シュルレアリスムと「図」的なもの

水声通信のシュルレアリスム関連の特集号を読み、「図」的なものについて考えを巡らせている。それは「壁の絵」(鑑賞の「場」と結びついたもの)と、「本の絵」(携帯性が前提されているもの)との中間にあって、「よりポジティブな」隠喩として鈴木雅雄が提唱する「図」。ちなみにこの「壁」と「本」の隠喩対立は林道朗が現代詩手帖に寄せたシュルレアリスム論で、日本画の研究を引き合いに出して使ったもの(こちらは残念ながら私は未読)。
図鑑の挿絵のような「図」という隠喩がシュルレアリスム絵画の理解に有効なのではないかというのが鈴木の指摘だけれど、林との往復書簡でも、またこの「図」という隠喩を取り上げての論考でも触れているように、(何故かその名が伏せられているが明らかに村上隆の)フィギュアの問題に繋がる。それは(これも何故か名前が出ていないが村上隆に関連する問題だが)ウォーホルのポップアートの議論と深く関連するものだろうが、水声通信を読む限りでは鈴木はそこまで踏み込んでいなかった。ような気がする。あらためてちゃんと読もう。
あとずっと読んでいなかった『モダニズムのハードコア』のロザリンド・クラウス、ちゃんと読もうと思う。

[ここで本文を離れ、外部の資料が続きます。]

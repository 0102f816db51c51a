//! Record Decoder
//!
//! One generic, policy-free decode function: raw line bytes in, a fully
//! typed record or a categorized [`DecodeFailure`] out. Steps, in order:
//! UTF-8 decode, JSON parse, required/kind validation against the schema,
//! enum-domain membership, unknown-field rejection under the strict policy,
//! then the typed conversion. No I/O, deterministic.

use serde::de::DeserializeOwned;
use serde_json::Value;

use crate::error::{DecodeFailure, FailureKind};
use crate::schema::{FieldKind, Schema, UnknownFieldPolicy};

/// Longest offending-value excerpt carried in a failure
const VALUE_PREVIEW_LEN: usize = 80;

/// Decode one raw line against a schema into a typed record
pub fn decode_line<T: DeserializeOwned>(raw: &[u8], schema: &Schema) -> Result<T, DecodeFailure> {
    let text = std::str::from_utf8(raw).map_err(|_| {
        DecodeFailure::value_only(FailureKind::Encoding, preview(&String::from_utf8_lossy(raw)))
    })?;

    let value: Value = serde_json::from_str(text)
        .map_err(|_| DecodeFailure::value_only(FailureKind::Syntax, preview(text.trim())))?;

    validate(&value, schema)?;

    // The schema table and the typed models describe the same shapes, so
    // this conversion cannot fail for a validated value; if they ever drift
    // the mismatch is still reported as a schema violation, not a panic.
    serde_json::from_value(value)
        .map_err(|e| DecodeFailure::value_only(FailureKind::SchemaViolation, e.to_string()))
}

/// Validate a parsed JSON value against a schema without building a record
pub fn validate(value: &Value, schema: &Schema) -> Result<(), DecodeFailure> {
    let map = value.as_object().ok_or_else(|| {
        DecodeFailure::value_only(FailureKind::SchemaViolation, json_kind(value).to_string())
    })?;

    for spec in schema.fields {
        match map.get(spec.name) {
            None => {
                if spec.required {
                    return Err(DecodeFailure::with_field(
                        FailureKind::SchemaViolation,
                        spec.name,
                    ));
                }
            }
            Some(Value::Null) => {
                if spec.required {
                    return Err(DecodeFailure::with_value(
                        FailureKind::SchemaViolation,
                        spec.name,
                        "null",
                    ));
                }
            }
            Some(v) => check_kind(spec.name, v, spec.kind)?,
        }
    }

    if schema.unknown_fields == UnknownFieldPolicy::Strict {
        if let Some(name) = map.keys().find(|k| !schema.has_field(k)) {
            return Err(DecodeFailure::with_value(
                FailureKind::UnexpectedField,
                name.clone(),
                preview(&map[name].to_string()),
            ));
        }
    }

    Ok(())
}

fn check_kind(path: &str, value: &Value, kind: FieldKind) -> Result<(), DecodeFailure> {
    match kind {
        FieldKind::Int => expect(path, value, is_int(value)),
        FieldKind::Float => expect(path, value, value.is_number()),
        FieldKind::Bool => expect(path, value, value.is_boolean()),
        FieldKind::Text => expect(path, value, value.is_string()),
        FieldKind::Code(domain) => {
            let code = value.as_i64().ok_or_else(|| mismatch(path, value))?;
            if domain.contains(code) {
                Ok(())
            } else {
                Err(DecodeFailure::with_value(
                    FailureKind::UnknownEnumValue,
                    path,
                    code.to_string(),
                ))
            }
        }
        FieldKind::TextList => {
            let items = value.as_array().ok_or_else(|| mismatch(path, value))?;
            for (i, item) in items.iter().enumerate() {
                if !item.is_string() {
                    return Err(mismatch(&format!("{path}[{i}]"), item));
                }
            }
            Ok(())
        }
        FieldKind::TagList => {
            let items = value.as_array().ok_or_else(|| mismatch(path, value))?;
            for (i, item) in items.iter().enumerate() {
                let tag = item
                    .as_object()
                    .ok_or_else(|| mismatch(&format!("{path}[{i}]"), item))?;
                check_member(&format!("{path}[{i}]"), tag, "name", Value::is_string)?;
                check_member(&format!("{path}[{i}]"), tag, "count", is_int)?;
            }
            Ok(())
        }
        FieldKind::ScoreBuckets => {
            let buckets = value.as_object().ok_or_else(|| mismatch(path, value))?;
            for (key, bucket) in buckets {
                let digit_keyed = key.parse::<u8>().ok().is_some_and(|n| (1..=10).contains(&n));
                if !digit_keyed {
                    return Err(DecodeFailure::with_value(
                        FailureKind::SchemaViolation,
                        format!("{path}.{key}"),
                        key.clone(),
                    ));
                }
                if !is_int(bucket) {
                    return Err(mismatch(&format!("{path}.{key}"), bucket));
                }
            }
            Ok(())
        }
        FieldKind::FavoriteCounts => {
            let counts = value.as_object().ok_or_else(|| mismatch(path, value))?;
            for key in ["wish", "done", "doing", "on_hold", "dropped"] {
                check_member(path, counts, key, is_int)?;
            }
            Ok(())
        }
    }
}

fn check_member(
    path: &str,
    object: &serde_json::Map<String, Value>,
    key: &str,
    ok: impl Fn(&Value) -> bool,
) -> Result<(), DecodeFailure> {
    match object.get(key) {
        Some(v) if ok(v) => Ok(()),
        Some(v) => Err(mismatch(&format!("{path}.{key}"), v)),
        None => Err(DecodeFailure::with_field(
            FailureKind::SchemaViolation,
            format!("{path}.{key}"),
        )),
    }
}

fn expect(path: &str, value: &Value, ok: bool) -> Result<(), DecodeFailure> {
    if ok {
        Ok(())
    } else {
        Err(mismatch(path, value))
    }
}

fn mismatch(path: &str, value: &Value) -> DecodeFailure {
    DecodeFailure::with_value(FailureKind::SchemaViolation, path, preview(&value.to_string()))
}

fn is_int(value: &Value) -> bool {
    value.is_i64() || value.is_u64()
}

fn json_kind(value: &Value) -> &'static str {
    match value {
        Value::Null => "null",
        Value::Bool(_) => "boolean",
        Value::Number(_) => "number",
        Value::String(_) => "string",
        Value::Array(_) => "array",
        Value::Object(_) => "object",
    }
}

fn preview(text: &str) -> String {
    if text.chars().count() <= VALUE_PREVIEW_LEN {
        text.to_string()
    } else {
        let mut out: String = text.chars().take(VALUE_PREVIEW_LEN).collect();
        out.push('…');
        out
    }
}

#[cfg(test)]
mod tests {
    use super::*;
    use crate::model::{Episode, EpisodeType, Subject, SubjectPerson, SubjectRelation};
    use crate::registry;

    const EPISODE_LINE: &str = r#"{"id":1,"name":"","name_cn":"","description":"","airdate":"2020-01-01","disc":1,"duration":"24:00","subject_id":10,"sort":1,"type":0}"#;

    fn subject_line(extra: &str) -> String {
        format!(
            r#"{{"id":8,"type":2,"name":"n","name_cn":"","infobox":"","platform":0,
                "summary":"","nsfw":false,"tags":[{{"name":"tv","count":3}}],"score":7.2,
                "score_details":{{"9":10,"10":20}},"rank":42,"date":"2020-01-01",
                "favorite":{{"wish":1,"done":2,"doing":3,"on_hold":4,"dropped":5}},
                "series":false{extra}}}"#
        )
    }

    #[test]
    fn well_formed_episode_decodes() {
        let episode: Episode = decode_line(EPISODE_LINE.as_bytes(), &registry::EPISODE).unwrap();
        assert_eq!(episode.episode_type, EpisodeType::Main);
        assert_eq!(episode.subject_id, 10);
    }

    #[test]
    fn well_formed_subject_decodes() {
        let subject: Subject =
            decode_line(subject_line("").as_bytes(), &registry::SUBJECT).unwrap();
        assert_eq!(subject.tags[0].name, "tv");
        assert_eq!(subject.score_details.unwrap().score_10, 20);
    }

    #[test]
    fn malformed_utf8_is_an_encoding_failure() {
        let failure =
            decode_line::<Episode>(&[0xff, 0xfe, b'{'], &registry::EPISODE).unwrap_err();
        assert_eq!(failure.kind, FailureKind::Encoding);
    }

    #[test]
    fn broken_json_is_a_syntax_failure() {
        let failure =
            decode_line::<Episode>(b"{\"id\": 1,", &registry::EPISODE).unwrap_err();
        assert_eq!(failure.kind, FailureKind::Syntax);
        assert!(failure.value.is_some());
    }

    #[test]
    fn non_object_line_is_a_schema_violation() {
        let failure = decode_line::<Episode>(b"[1,2,3]", &registry::EPISODE).unwrap_err();
        assert_eq!(failure.kind, FailureKind::SchemaViolation);
        assert_eq!(failure.value.as_deref(), Some("array"));
    }

    #[test]
    fn missing_required_field_names_the_field() {
        let line = r#"{"name":"","name_cn":"","description":"","airdate":"","disc":1,"duration":"","subject_id":10,"sort":1,"type":0}"#;
        let failure = decode_line::<Episode>(line.as_bytes(), &registry::EPISODE).unwrap_err();
        assert_eq!(failure.kind, FailureKind::SchemaViolation);
        assert_eq!(failure.field.as_deref(), Some("id"));
    }

    #[test]
    fn null_required_field_is_a_schema_violation() {
        let line = EPISODE_LINE.replace("\"id\":1", "\"id\":null");
        let failure = decode_line::<Episode>(line.as_bytes(), &registry::EPISODE).unwrap_err();
        assert_eq!(failure.kind, FailureKind::SchemaViolation);
        assert_eq!(failure.field.as_deref(), Some("id"));
        assert_eq!(failure.value.as_deref(), Some("null"));
    }

    #[test]
    fn wrong_kind_carries_the_offending_value() {
        let line = EPISODE_LINE.replace("\"disc\":1", "\"disc\":\"one\"");
        let failure = decode_line::<Episode>(line.as_bytes(), &registry::EPISODE).unwrap_err();
        assert_eq!(failure.kind, FailureKind::SchemaViolation);
        assert_eq!(failure.field.as_deref(), Some("disc"));
        assert_eq!(failure.value.as_deref(), Some("\"one\""));
    }

    #[test]
    fn out_of_domain_code_is_an_unknown_enum_value() {
        let line = EPISODE_LINE.replace("\"type\":0", "\"type\":999");
        let failure = decode_line::<Episode>(line.as_bytes(), &registry::EPISODE).unwrap_err();
        assert_eq!(failure.kind, FailureKind::UnknownEnumValue);
        assert_eq!(failure.field.as_deref(), Some("type"));
        assert_eq!(failure.value.as_deref(), Some("999"));
    }

    #[test]
    fn position_outside_every_band_is_rejected() {
        let line = r#"{"person_id":1,"subject_id":2,"position":2500}"#;
        let failure =
            decode_line::<SubjectPerson>(line.as_bytes(), &registry::SUBJECT_PERSONS).unwrap_err();
        assert_eq!(failure.kind, FailureKind::UnknownEnumValue);
        assert_eq!(failure.field.as_deref(), Some("position"));
    }

    #[test]
    fn namespaced_relation_codes_pass_global_membership() {
        for code in [1, 1003, 3001, 4006] {
            let line = format!(
                r#"{{"subject_id":1,"relation_type":{code},"related_subject_id":2,"order":0}}"#
            );
            let relation: SubjectRelation =
                decode_line(line.as_bytes(), &registry::SUBJECT_RELATIONS).unwrap();
            assert_eq!(relation.relation_type.code(), code);
        }
    }

    #[test]
    fn strict_schema_rejects_unexpected_fields() {
        let line = r#"{"subject_id":1,"relation_type":1,"related_subject_id":2,"order":0,"vice":true}"#;
        let failure =
            decode_line::<SubjectRelation>(line.as_bytes(), &registry::SUBJECT_RELATIONS)
                .unwrap_err();
        assert_eq!(failure.kind, FailureKind::UnexpectedField);
        assert_eq!(failure.field.as_deref(), Some("vice"));
    }

    #[test]
    fn permissive_schema_ignores_unexpected_fields() {
        let subject: Subject = decode_line(
            subject_line(r#","brand_new_field":"ignored""#).as_bytes(),
            &registry::SUBJECT,
        )
        .unwrap();
        assert_eq!(subject.id, 8);
    }

    #[test]
    fn score_bucket_keys_outside_one_to_ten_are_rejected() {
        let line = subject_line("").replace(r#""9":10"#, r#""11":10"#);
        let failure = decode_line::<Subject>(line.as_bytes(), &registry::SUBJECT).unwrap_err();
        assert_eq!(failure.kind, FailureKind::SchemaViolation);
        assert_eq!(failure.field.as_deref(), Some("score_details.11"));
    }

    #[test]
    fn tag_entries_are_validated_individually() {
        let line = subject_line("").replace(r#""count":3"#, r#""count":"three""#);
        let failure = decode_line::<Subject>(line.as_bytes(), &registry::SUBJECT).unwrap_err();
        assert_eq!(failure.kind, FailureKind::SchemaViolation);
        assert_eq!(failure.field.as_deref(), Some("tags[0].count"));
    }

    #[test]
    fn favorite_requires_all_five_counters() {
        let line = subject_line("").replace(r#""dropped":5"#, r#""ignored":5"#);
        let failure = decode_line::<Subject>(line.as_bytes(), &registry::SUBJECT).unwrap_err();
        assert_eq!(failure.kind, FailureKind::SchemaViolation);
        assert_eq!(failure.field.as_deref(), Some("favorite.dropped"));
    }

    #[test]
    fn optional_null_fields_are_accepted() {
        let line = subject_line("").replace(
            r#""score_details":{"9":10,"10":20}"#,
            r#""score_details":null"#,
        );
        let subject: Subject = decode_line(line.as_bytes(), &registry::SUBJECT).unwrap();
        assert!(subject.score_details.is_none());
    }
}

ちなみに村上隆スーパーフラットは、フラットテーブルにも掛けてあると思うんだけど根拠がない。ちなみにいま近代美術館では「エモーショナル・ドローイング」展が開催されているけれど、同時に開催している「壁と大地の間で」も面白かった。エモドロ展ではインド人女性アーティストによる、日本のエロマンガを題材にとり、大きな和紙に動植物の精細なスケッチやコラージュしたインスタレーションが良かった。